Ein Bericht von Thommy Kunz

1. Auslandeinsatz für Radio Pandora

Das Zürcher Volkshaus war seit je her eine gute Location für BAP. Hier haben Wolfgang Niedecken und seine Band zwischen 1991 und 2004 schon 6 mal gespielt und nun steht Heute also das 7. Gastspiel an. Das Konzert ist beinahe ausverkauft. An der Abendkasse sind noch ein paar wenige Karten erhältlich. Nach Neuried und Gissen und drei Konzerten Unterbruch steht auch Anne de Wolff wieder auf der Bühne. Irgendwie habe ich das Gefühl, wir sind in der Schweiz etwas privilegiert. Schon im Juli 2008 durften wir in Appenzell einen kleinen Vorgeschmack von Radio Pandora erleben. Auch damals schon mit Anne de Wolff. Und nun zum ersten mal auf der offiziellen Radio Pandora Tour 2008 also in Zürich ! Kleine Unsicherheiten seitens der Securitiy Männer gleich am Anfang. Irgend jemand muss die Leute falsch instruiert haben. Die blauen Computerkarten sollten an der Kasse gegen offizielle – Rote eingetauscht werden.

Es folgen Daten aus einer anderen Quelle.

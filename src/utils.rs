use std::collections::BTreeMap;

///A collection where order is irrelevant but multiplicity is not.
#[derive(Debug, Clone, PartialEq, Eq, Hash, PartialOrd, Ord)]
pub struct Multiset<T: Ord>(BTreeMap<T, usize>);

impl<T: Ord> Default for Multiset<T> {
    fn default() -> Self {
        Multiset(BTreeMap::new())
    }
}

impl<T: Ord> Multiset<T> {
    #[must_use]
    pub fn new() -> Self {
        Multiset::default()
    }

    pub fn insert(&mut self, item: T) {
        *self.0.entry(item).or_insert(0) += 1;
    }

    ///Removes one copy of `item`, returning whether there was one.
    pub fn remove(&mut self, item: &T) -> bool {
        match self.0.get_mut(item) {
            Some(1) => {
                self.0.remove(item);
                true
            }
            Some(n) => {
                *n -= 1;
                true
            }
            None => false,
        }
    }

    #[must_use]
    pub fn contains(&self, item: &T) -> bool {
        self.0.contains_key(item)
    }

    #[must_use]
    pub fn count(&self, item: &T) -> usize {
        self.0.get(item).copied().unwrap_or(0)
    }

    ///Total number of elements, counting multiplicity.
    #[must_use]
    pub fn len(&self) -> usize {
        self.0.values().sum()
    }

    #[must_use]
    pub fn is_empty(&self) -> bool {
        self.0.is_empty()
    }

    ///Every element, each repeated as often as it occurs, in sorted order.
    pub fn iter(&self) -> impl Iterator<Item = &T> {
        self.0
            .iter()
            .flat_map(|(item, n)| std::iter::repeat_n(item, *n))
    }

    ///Distinct elements only.
    pub fn distinct(&self) -> impl Iterator<Item = &T> {
        self.0.keys()
    }

    #[must_use]
    pub fn map<U: Ord>(&self, f: impl Fn(&T) -> U) -> Multiset<U> {
        let mut out = Multiset::new();
        for (item, n) in &self.0 {
            *out.0.entry(f(item)).or_insert(0) += n;
        }
        out
    }
}

impl<T: Ord> FromIterator<T> for Multiset<T> {
    fn from_iter<I: IntoIterator<Item = T>>(iter: I) -> Self {
        let mut out = Multiset::new();
        for item in iter {
            out.insert(item);
        }
        out
    }
}

impl<T: Ord> Extend<T> for Multiset<T> {
    fn extend<I: IntoIterator<Item = T>>(&mut self, iter: I) {
        for item in iter {
            self.insert(item);
        }
    }
}

///Every ordering of `0..n` in lexicographic order. `n == 0` yields the empty ordering once.
#[derive(Debug, Clone)]
pub(crate) struct Permutations {
    indices: Vec<usize>,
    done: bool,
}

impl Permutations {
    pub(crate) fn new(n: usize) -> Self {
        Permutations {
            indices: (0..n).collect(),
            done: false,
        }
    }
}

impl Iterator for Permutations {
    type Item = Vec<usize>;

    fn next(&mut self) -> Option<Self::Item> {
        if self.done {
            return None;
        }
        let out = self.indices.clone();

        // find the rightmost ascent, swap it with the next larger suffix element, then reverse the suffix
        match (1..self.indices.len())
            .rev()
            .find(|&i| self.indices[i - 1] < self.indices[i])
        {
            None => self.done = true,
            Some(i) => {
                let pivot = i - 1;
                let swap = (i..self.indices.len())
                    .rev()
                    .find(|&j| self.indices[j] > self.indices[pivot])
                    .unwrap_or(i);
                self.indices.swap(pivot, swap);
                self.indices[i..].reverse();
            }
        }
        Some(out)
    }
}

#[cfg(test)]
mod tests {
    use super::*;

    #[test]
    fn multiset_keeps_multiplicity() {
        let mut a: Multiset<&str> = ["p", "p", "q"].into_iter().collect();
        let b: Multiset<&str> = ["p", "q"].into_iter().collect();
        assert_ne!(a, b);
        assert_eq!(a.len(), 3);
        assert_eq!(a.count(&"p"), 2);
        assert!(a.remove(&"p"));
        assert_eq!(a, b);
        assert!(a.remove(&"q"));
        assert!(!a.remove(&"q"));
        assert!(!a.contains(&"q"));
        assert_eq!(a.iter().copied().collect::<Vec<_>>(), vec!["p"]);
    }

    #[test]
    fn multiset_map_merges() {
        let a: Multiset<u32> = [1, 2, 3].into_iter().collect();
        let b = a.map(|x| x % 2);
        assert_eq!(b.count(&1), 2);
        assert_eq!(b.count(&0), 1);
        assert_eq!(b.distinct().count(), 2);
    }

    #[test]
    fn permutations() {
        let p: Vec<_> = Permutations::new(3).collect();
        assert_eq!(
            p,
            vec![
                vec![0, 1, 2],
                vec![0, 2, 1],
                vec![1, 0, 2],
                vec![1, 2, 0],
                vec![2, 0, 1],
                vec![2, 1, 0]
            ]
        );
        assert_eq!(Permutations::new(0).collect::<Vec<_>>(), vec![Vec::<usize>::new()]);
        assert_eq!(Permutations::new(4).count(), 24);
    }
}
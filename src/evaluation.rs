//! Reducing a term until it stops changing.
use serde::{Deserialize, Serialize};
use thiserror::Error;
use tracing::debug;

use crate::{Agent, alpha_eq};

///Settings of [`evaluate`].
#[derive(Debug, Clone, Copy, PartialEq, Eq, Serialize, Deserialize)]
#[serde(default)]
pub struct ReductionConfig {
    ///How many reduction steps may be taken before giving up.
    pub max_steps: usize,
}

impl Default for ReductionConfig {
    fn default() -> Self {
        ReductionConfig { max_steps: 64 }
    }
}

///Unable to read a [`ReductionConfig`].
#[derive(Debug, Error)]
pub enum ConfigError {
    #[error("Invalid reduction config: {0}")]
    Json(#[from] serde_json::Error),
}

#[derive(Debug, Clone, Copy, Error, PartialEq, Eq)]
pub enum ReductionError {
    #[error("No fixpoint was reached after {steps} steps")]
    StepBudgetExhausted { steps: usize },
}

impl ReductionConfig {
    #[must_use]
    pub fn new(max_steps: usize) -> Self {
        ReductionConfig { max_steps }
    }

    ///Reads a config from JSON. Missing fields take their default value.
    ///
    ///```
    ///# use solo_calculus::ReductionConfig;
    ///let config = ReductionConfig::from_json(r#"{"max_steps": 10}"#)?;
    ///assert_eq!(config.max_steps, 10);
    ///assert_eq!(ReductionConfig::from_json("{}")?, ReductionConfig::default());
    ///# Ok::<(), anyhow::Error>(())
    ///```
    ///
    ///# Errors
    ///Returns a [`ConfigError`] if `s` is not a valid config.
    pub fn from_json(s: &str) -> Result<Self, ConfigError> {
        Ok(serde_json::from_str(s)?)
    }
}

///Every term visited while reducing, ending with the first term equivalent to an earlier one.
#[derive(Debug, Clone, PartialEq, Eq)]
pub struct Evaluation {
    trace: Vec<Agent>,
    revisits: usize,
}

impl Evaluation {
    #[must_use]
    pub fn trace(&self) -> &[Agent] {
        &self.trace
    }

    ///The last term reached.
    #[must_use]
    pub fn result(&self) -> &Agent {
        // a trace always holds the starting term and at least one reduct
        &self.trace[self.trace.len() - 1]
    }

    ///The number of reduction steps taken.
    #[must_use]
    pub fn steps(&self) -> usize {
        self.trace.len() - 1
    }

    ///The index of the earlier term that [`Evaluation::result`] is equivalent to.
    #[must_use]
    pub fn revisits(&self) -> usize {
        self.revisits
    }

    ///Whether the evaluation ended on a term that reduces to itself, rather than on a longer
    ///cycle.
    #[must_use]
    pub fn is_fixpoint(&self) -> bool {
        self.revisits + 2 == self.trace.len()
    }
}

///Reduces `agent` step by step until a term equivalent to an earlier one comes up.
///
///```
///# use solo_calculus::{Agent, ReductionConfig, evaluate, alpha_eq};
///let agent = Agent::parse("(x)(u x | ^u y | p x y)")?;
///let evaluation = evaluate(&agent, &ReductionConfig::default())?;
///assert!(evaluation.is_fixpoint());
///assert!(alpha_eq(evaluation.result(), &Agent::parse("p y y")?));
///# Ok::<(), anyhow::Error>(())
///```
///
///# Errors
///Returns [`ReductionError::StepBudgetExhausted`] if no term repeats within
///[`ReductionConfig::max_steps`] steps. Some terms never do.
pub fn evaluate(agent: &Agent, config: &ReductionConfig) -> Result<Evaluation, ReductionError> {
    let mut trace = vec![agent.clone()];
    for step in 1..=config.max_steps {
        let reduct = trace[trace.len() - 1].reduce();
        debug!(step, reduct = %reduct, "evaluation step");
        let revisits = trace.iter().position(|x| alpha_eq(x, &reduct));
        trace.push(reduct);
        if let Some(revisits) = revisits {
            return Ok(Evaluation { trace, revisits });
        }
    }
    debug!(steps = config.max_steps, "step budget exhausted");
    Err(ReductionError::StepBudgetExhausted {
        steps: config.max_steps,
    })
}

impl Agent {
    ///See [`evaluate`].
    ///
    ///# Errors
    ///Returns [`ReductionError::StepBudgetExhausted`] if no term repeats in time.
    pub fn evaluate(&self, config: &ReductionConfig) -> Result<Evaluation, ReductionError> {
        evaluate(self, config)
    }
}
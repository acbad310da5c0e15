use divan::AllocProfiler;
use rand::SeedableRng;
use rand_chacha::ChaCha8Rng;
use solo_calculus::{Agent, ParseError, ReductionConfig, alpha_eq, evaluate};

#[global_allocator]
static ALLOC: AllocProfiler = AllocProfiler::system();

fn main() {
    divan::main();
}

#[divan::bench(args = ["u x y", "(x y)(u x | ^u y | p x y)", "!(y)(p x | !(q y))"])]
fn parsing(s: &str) -> Result<Agent, ParseError> {
    Agent::parse(s)
}

#[divan::bench(args = [
    "(x)(u x | ^u y | p x y)",
    "(y)(u y | !(x)(^u x | p x y))",
    "!(y)(p x | !(q y))",
    "(!(x)(u x | q x) | !(y)(^u y | r y))",
])]
fn single_step(bencher: divan::Bencher, s: &str) {
    let agent = Agent::parse(s).unwrap();
    bencher.bench(|| divan::black_box(&agent).reduce());
}

#[divan::bench(args = ["(x y)(u x | ^u y | p x y)", "(x)(!(u x | ^u y | p x y))"])]
fn to_fixpoint(bencher: divan::Bencher, s: &str) {
    let agent = Agent::parse(s).unwrap();
    let config = ReductionConfig::default();
    bencher.bench(|| evaluate(divan::black_box(&agent), &config));
}

#[divan::bench]
fn equivalence(bencher: divan::Bencher) {
    let a = Agent::parse("(x y z)(p x y | q y z | !(w)(r w x) | !(v)(r v z))").unwrap();
    let b = Agent::parse("(c b a)(q b a | p c b | !(v)(r v a) | !(w)(r w c))").unwrap();
    bencher.bench(|| alpha_eq(divan::black_box(&a), divan::black_box(&b)));
}

#[divan::bench]
fn random_terms(bencher: divan::Bencher) {
    let mut r = ChaCha8Rng::seed_from_u64(32);
    let agents: Vec<Agent> = (0..100).map(|_| Agent::random(&mut r)).collect();
    bencher.bench(|| {
        agents
            .iter()
            .map(|x| x.reduce().size())
            .sum::<usize>()
    });
}
//! portquiz-core — Quiz engine for network port and protocol drills.
//!
//! This crate owns the quiz state machine: loading the record set, picking
//! the next question, checking answers, and tracking per-question streaks.
//! Presentation (terminal, GUI, scripts) lives outside and drives a
//! [`session::QuizSession`] through plain method calls.

pub mod answer;
pub mod config;
pub mod error;
pub mod mastery;
pub mod model;
pub mod selector;
pub mod session;
pub mod store;
pub mod traits;

pub use error::QuizError;
pub use model::{Direction, QuestionRecord};
pub use session::{QuizSession, SessionState, Turn};
pub use store::RecordSet;
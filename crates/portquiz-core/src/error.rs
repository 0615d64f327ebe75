//! Quiz error types.
//!
//! Running out of questions is not an error; it is reported as a normal
//! completion through [`crate::session::Turn::Completed`].

use thiserror::Error;

use crate::session::SessionState;

/// Errors raised by the quiz engine.
#[derive(Debug, Clone, PartialEq, Eq, Error)]
pub enum QuizError {
    /// The four source lists do not have the same number of lines.
    #[error(
        "The files do not have the same number of lines \
         (ports: {ports}, acronyms: {acronyms}, descriptions: {descriptions}, transports: {transports})"
    )]
    StructuralMismatch {
        ports: usize,
        acronyms: usize,
        descriptions: usize,
        transports: usize,
    },

    /// An operation was called in a state that does not accept it.
    #[error("cannot {operation} while the session is {state}")]
    InvalidState {
        operation: &'static str,
        state: SessionState,
    },
}

impl QuizError {
    /// Returns `true` if the session can never ask a question after this error.
    pub fn is_fatal(&self) -> bool {
        matches!(self, QuizError::StructuralMismatch { .. })
    }
}
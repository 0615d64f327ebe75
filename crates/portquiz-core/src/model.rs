//! Core data model types for portquiz.
//!
//! A question record bundles the four facts the learner drills on. Records
//! are identified by their position in the loaded lists.

use serde::{Deserialize, Serialize};
use std::fmt;
use std::str::FromStr;

/// One quiz fact: a protocol, where it listens, and what it runs over.
#[derive(Debug, Clone, PartialEq, Eq, Serialize, Deserialize)]
pub struct QuestionRecord {
    /// Port number(s), comma-separated when the protocol uses several.
    pub port_spec: String,
    /// Protocol acronym (e.g. "HTTP").
    pub acronym: String,
    /// Free-text description shown after answering.
    pub description: String,
    /// Transport protocol(s), e.g. "TCP" or "TCP,UDP".
    pub transport_spec: String,
}

impl QuestionRecord {
    pub fn new(
        port_spec: impl Into<String>,
        acronym: impl Into<String>,
        description: impl Into<String>,
        transport_spec: impl Into<String>,
    ) -> Self {
        Self {
            port_spec: port_spec.into(),
            acronym: acronym.into(),
            description: description.into(),
            transport_spec: transport_spec.into(),
        }
    }

    /// Returns `true` if any field is empty. Such records load fine but can
    /// only be answered with an empty string.
    pub fn has_empty_field(&self) -> bool {
        self.port_spec.is_empty()
            || self.acronym.is_empty()
            || self.description.is_empty()
            || self.transport_spec.is_empty()
    }

    /// One-line summary: "{ports} - {description} - {acronym} - {transports}".
    pub fn fact_line(&self) -> String {
        format!(
            "{} - {} - {} - {}",
            self.port_spec, self.description, self.acronym, self.transport_spec
        )
    }
}

/// Which fact is shown and which must be answered.
#[derive(Debug, Clone, Copy, PartialEq, Eq, Hash, Serialize, Deserialize)]
#[serde(rename_all = "snake_case")]
pub enum Direction {
    /// Given the port, name the protocol acronym.
    PortToProtocol,
    /// Given the acronym, name the port.
    ProtocolToPort,
}

impl Direction {
    pub const ALL: [Direction; 2] = [Direction::PortToProtocol, Direction::ProtocolToPort];

    /// Question text for `record` in this direction.
    pub fn prompt(self, record: &QuestionRecord) -> String {
        match self {
            Direction::PortToProtocol => {
                format!("What protocol runs on port {}?", record.port_spec)
            }
            Direction::ProtocolToPort => {
                format!("What is the port number for {}?", record.acronym)
            }
        }
    }

    /// Label for the primary answer field.
    pub fn answer_label(self) -> &'static str {
        match self {
            Direction::PortToProtocol => "Protocol",
            Direction::ProtocolToPort => "Port",
        }
    }

    /// The record field the primary answer is checked against.
    pub fn expected_primary(self, record: &QuestionRecord) -> &str {
        match self {
            Direction::PortToProtocol => &record.acronym,
            Direction::ProtocolToPort => &record.port_spec,
        }
    }
}

impl fmt::Display for Direction {
    fn fmt(&self, f: &mut fmt::Formatter<'_>) -> fmt::Result {
        match self {
            Direction::PortToProtocol => write!(f, "port_to_protocol"),
            Direction::ProtocolToPort => write!(f, "protocol_to_port"),
        }
    }
}

impl FromStr for Direction {
    type Err = String;

    fn from_str(s: &str) -> Result<Self, Self::Err> {
        match s.to_lowercase().as_str() {
            "port_to_protocol" | "port" => Ok(Direction::PortToProtocol),
            "protocol_to_port" | "protocol" => Ok(Direction::ProtocolToPort),
            other => Err(format!("unknown direction: {other}")),
        }
    }
}
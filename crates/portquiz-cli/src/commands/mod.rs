pub mod init;
pub mod run;
pub mod validate;

use comfy_table::{Cell, Table};

use portquiz_core::session::QuizSession;
use portquiz_core::store::RecordSet;
use portquiz_core::traits::Chooser;

/// Per-question streaks at the end of a session.
pub fn streak_table<C: Chooser>(session: &QuizSession<C>) -> Table {
    let mastery = session.mastery();
    let mut table = Table::new();
    table.set_header(vec!["#", "Port", "Acronym", "Transport", "Streak", "Ignored"]);

    for (index, record) in session.records().iter().enumerate() {
        table.add_row(vec![
            Cell::new(index + 1),
            Cell::new(&record.port_spec),
            Cell::new(&record.acronym),
            Cell::new(&record.transport_spec),
            Cell::new(mastery.streak(index).unwrap_or(0)),
            Cell::new(if mastery.is_eligible(index) { "" } else { "yes" }),
        ]);
    }

    table
}

/// Every record in a loaded set.
pub fn record_table(records: &RecordSet) -> Table {
    let mut table = Table::new();
    table.set_header(vec!["#", "Port", "Acronym", "Description", "Transport"]);

    for (index, record) in records.iter().enumerate() {
        table.add_row(vec![
            Cell::new(index + 1),
            Cell::new(&record.port_spec),
            Cell::new(&record.acronym),
            Cell::new(&record.description),
            Cell::new(&record.transport_spec),
        ]);
    }

    table
}
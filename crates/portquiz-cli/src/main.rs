//! portquiz CLI — drill network ports and protocols in the terminal.

use std::path::PathBuf;
use std::process;

use clap::{Parser, Subcommand};

mod commands;
mod data;

#[derive(Parser)]
#[command(name = "portquiz", version, about = "Network port and protocol quiz")]
struct Cli {
    #[command(subcommand)]
    command: Commands,
}

#[derive(Subcommand)]
enum Commands {
    /// Start a quiz session
    Run {
        /// Config file path
        #[arg(long)]
        config: Option<PathBuf>,

        /// Directory holding the four data files
        #[arg(long)]
        data_dir: Option<PathBuf>,

        /// Seed for a reproducible question order
        #[arg(long)]
        seed: Option<u64>,

        /// Output format: text, json
        #[arg(long, default_value = "text")]
        format: String,
    },

    /// Check that the data files line up
    Validate {
        /// Config file path
        #[arg(long)]
        config: Option<PathBuf>,

        /// Directory holding the four data files
        #[arg(long)]
        data_dir: Option<PathBuf>,

        /// Print every record
        #[arg(long)]
        list: bool,
    },

    /// Create starter config and sample data files
    Init,
}

fn main() {
    tracing_subscriber::fmt()
        .with_writer(std::io::stderr)
        .with_env_filter(
            tracing_subscriber::EnvFilter::from_default_env()
                .add_directive("portquiz=warn".parse().unwrap())
                .add_directive("portquiz_core=warn".parse().unwrap()),
        )
        .init();

    let cli = Cli::parse();

    let result = match cli.command {
        Commands::Run {
            config,
            data_dir,
            seed,
            format,
        } => commands::run::execute(config, data_dir, seed, format),
        Commands::Validate {
            config,
            data_dir,
            list,
        } => commands::validate::execute(config, data_dir, list),
        Commands::Init => commands::init::execute(),
    };

    if let Err(e) = result {
        eprintln!("Error: {e:#}");
        process::exit(1);
    }
}
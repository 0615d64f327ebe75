//! The random-choice capability the selector draws from.
//!
//! Production sessions use [`RandomChooser`]; tests plug in
//! [`ScriptedChooser`] to get exact, repeatable selections.

use std::collections::VecDeque;

use rand::rngs::SmallRng;
use rand::{Rng, SeedableRng};

/// Uniform choice over `0..len`.
pub trait Chooser {
    /// Return a position in `0..len`. Callers never pass `len == 0`.
    fn choose_index(&mut self, len: usize) -> usize;
}

impl<C: Chooser + ?Sized> Chooser for &mut C {
    fn choose_index(&mut self, len: usize) -> usize {
        (**self).choose_index(len)
    }
}

impl<C: Chooser + ?Sized> Chooser for Box<C> {
    fn choose_index(&mut self, len: usize) -> usize {
        (**self).choose_index(len)
    }
}

/// Chooser backed by a small, fast PRNG.
#[derive(Debug, Clone)]
pub struct RandomChooser {
    rng: SmallRng,
}

impl RandomChooser {
    /// Seed from OS entropy.
    pub fn from_entropy() -> Self {
        Self {
            rng: SmallRng::from_entropy(),
        }
    }

    /// Deterministic chooser; the same seed yields the same quiz.
    pub fn seeded(seed: u64) -> Self {
        Self {
            rng: SmallRng::seed_from_u64(seed),
        }
    }
}

impl Chooser for RandomChooser {
    fn choose_index(&mut self, len: usize) -> usize {
        self.rng.gen_range(0..len)
    }
}

/// Replays a fixed list of picks, wrapping each into range with `% len`.
///
/// Once the script runs out every pick is `0`.
#[derive(Debug, Clone, Default)]
pub struct ScriptedChooser {
    picks: VecDeque<usize>,
    calls: usize,
}

impl ScriptedChooser {
    pub fn new(picks: impl IntoIterator<Item = usize>) -> Self {
        Self {
            picks: picks.into_iter().collect(),
            calls: 0,
        }
    }

    /// Number of picks requested so far.
    pub fn calls(&self) -> usize {
        self.calls
    }
}

impl Chooser for ScriptedChooser {
    fn choose_index(&mut self, len: usize) -> usize {
        self.calls += 1;
        self.picks.pop_front().unwrap_or(0) % len
    }
}
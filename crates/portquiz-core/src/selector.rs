//! Question selection with a short no-repeat window.
//!
//! Every non-ignored question is a candidate. Once there are at least two
//! entries in the recent history, the last three picks are excluded. If that
//! leaves nothing, selection reports [`Selection::Exhausted`] instead of
//! falling back to the wider candidate set.

use std::collections::VecDeque;

use crate::mastery::MasteryTracker;
use crate::model::Direction;
use crate::traits::Chooser;

/// How many recent picks are remembered.
pub const HISTORY_CAPACITY: usize = 5;

/// How many of the remembered picks are excluded from the next selection.
pub const NO_REPEAT_WINDOW: usize = 3;

/// Bounded FIFO of the most recently selected question indices.
#[derive(Debug, Clone, Default)]
pub struct RecentHistory {
    entries: VecDeque<usize>,
}

impl RecentHistory {
    pub fn new() -> Self {
        Self::default()
    }

    /// Append a pick, evicting the oldest beyond [`HISTORY_CAPACITY`].
    pub fn push(&mut self, index: usize) {
        self.entries.push_back(index);
        while self.entries.len() > HISTORY_CAPACITY {
            self.entries.pop_front();
        }
    }

    /// The most recent `n` picks (fewer if the history is shorter).
    pub fn last(&self, n: usize) -> impl Iterator<Item = usize> + '_ {
        self.entries.iter().rev().take(n).copied()
    }

    pub fn contains_recent(&self, index: usize) -> bool {
        self.last(NO_REPEAT_WINDOW).any(|i| i == index)
    }

    pub fn len(&self) -> usize {
        self.entries.len()
    }

    pub fn is_empty(&self) -> bool {
        self.entries.is_empty()
    }

    /// Oldest first.
    pub fn to_vec(&self) -> Vec<usize> {
        self.entries.iter().copied().collect()
    }
}

impl FromIterator<usize> for RecentHistory {
    fn from_iter<I: IntoIterator<Item = usize>>(iter: I) -> Self {
        let mut history = RecentHistory::new();
        for index in iter {
            history.push(index);
        }
        history
    }
}

/// Outcome of a selection attempt.
#[derive(Debug, Clone, Copy, PartialEq, Eq)]
pub enum Selection {
    Chosen { index: usize, direction: Direction },
    Exhausted,
}

/// Pick the next question out of `total` records.
///
/// Candidates are considered in ascending index order and the chooser picks a
/// position among them; a second, independent pick decides the direction.
/// On success the chosen index is appended to `history`.
pub fn select_next(
    total: usize,
    mastery: &MasteryTracker,
    history: &mut RecentHistory,
    chooser: &mut dyn Chooser,
) -> Selection {
    let mut candidates: Vec<usize> = (0..total).filter(|&i| mastery.is_eligible(i)).collect();

    if candidates.is_empty() {
        tracing::debug!("no eligible questions left");
        return Selection::Exhausted;
    }

    if history.len() > 1 {
        candidates.retain(|&i| !history.contains_recent(i));
        if candidates.is_empty() {
            tracing::debug!(
                "every eligible question is inside the no-repeat window {:?}",
                history.last(NO_REPEAT_WINDOW).collect::<Vec<_>>()
            );
            return Selection::Exhausted;
        }
    }

    let index = candidates[chooser.choose_index(candidates.len())];
    history.push(index);

    let direction = Direction::ALL[chooser.choose_index(Direction::ALL.len())];

    tracing::debug!(
        "selected question {index} ({direction}) from {} candidates",
        candidates.len()
    );
    Selection::Chosen { index, direction }
}
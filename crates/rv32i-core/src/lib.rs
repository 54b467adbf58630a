//! Core crate for the RV32I instruction-set simulator.

/// Fixed-width hexadecimal rendering helpers.
pub mod hex;
pub use hex::{to_hex0x12, to_hex0x20, to_hex0x32, to_hex32, to_hex8};

/// Instruction-word field extraction and encoding constants.
pub mod encoding;

/// Total classification of instruction words into decoded variants.
pub mod decoder;
pub use decoder::{decode, AluOp, BranchOp, CsrOp, Instruction, LoadOp, StoreOp};

/// Assembly-text rendering of decoded instructions.
pub mod disasm;
pub use disasm::{disassemble, render, ILLEGAL_INSN_TEXT, MNEMONIC_WIDTH};

/// Byte-addressable little-endian simulated memory.
pub mod memory;
pub use memory::{LoadError, Memory, FILL_BYTE};

/// General-purpose register file.
pub mod registers;
pub use registers::{RegisterFile, REGISTER_COUNT, RESET_PATTERN};

/// Hart state machine: fetch, execute, halt bookkeeping.
pub mod hart;
pub use hart::{HaltReason, Hart, INSTRUCTION_WIDTH};

/// Single-hart CPU composition and run loop.
pub mod cpu;
pub use cpu::SingleHartCpu;

#[cfg(test)]
use proptest as _;
#[cfg(test)]
use rstest as _;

Eine Fehlinformation wie sich später herausstellt. Diese sorgt aber für Aufregung beim Eingang, weil viele Besucher, welche auf einen Platz in der ersten Reihe aspirieren eine eben solche – blaue Karte in den Händen halten. Glücklicherweise entschärft sich die Situation als die Türsteher kurz vor Einlass doch noch richtig instruiert werden.

Das altehrwürdige Volkshaus öffnet sich den Fans und nimmt uns freundlich auf ! Im Foyer stehen Mitarbeiter von „Concert online“, mit Informationen zum Konzertmitschnitt, der auch Heute in Zürich gemacht wird. Es wird kein Verkauf geben, weil die Zollformalitäten viel zu aufwendig sein sollen. Der Mitschnitt kann aber via Internet entweder auf einem Stick oder als Download bestellt werden. Auch das Büdchen sucht man (wie immer in der Schweiz) vergeblich. Ebenfalls Zolltechnische Gründe ! Schade, denn nicht jeder der Konzertbesucher fährt auch zu Konzerten in Deutschland, wo man sich mit Shirts und Tassen, Schals und was weiss ich sonst noch für Artikeln eindecken kann. Entsprechend „zivil“ steht das Publikum zwischen 19:00 und 20:00 im Volkshaus bereit. Viele Deutsche, die in Zürich und Umgebung ihren Lebensunterhalt verdienen haben den Weg hierher gefunden. Gleich neben mir, in der zweiten Reihe steht ein junger Mann aus Köln. Einige der üblichen Verdächtigen aus dem BAP Forum sind aber aus Deutschland angereist. Und dann – doch auch erstaunlich viele Schweizer, die erwartungsfroh erwarten, was uns hier und Heute geboten werden soll. Friedliche Stimmung im Saal. Einige haben sich im Foyer noch mit Bier oder anderen Getränken versorgt. Ein örtlicher CD Dealer hat seinen Stand aufgebaut. Ein breites Sortiment an CD’s und DVD’s ist deshalb trotz Absenz des Büdchens erhältlich ! Über der Bühne leuchtet der überdimensionale Pandora Koffer als Einstimmung auf den Abend.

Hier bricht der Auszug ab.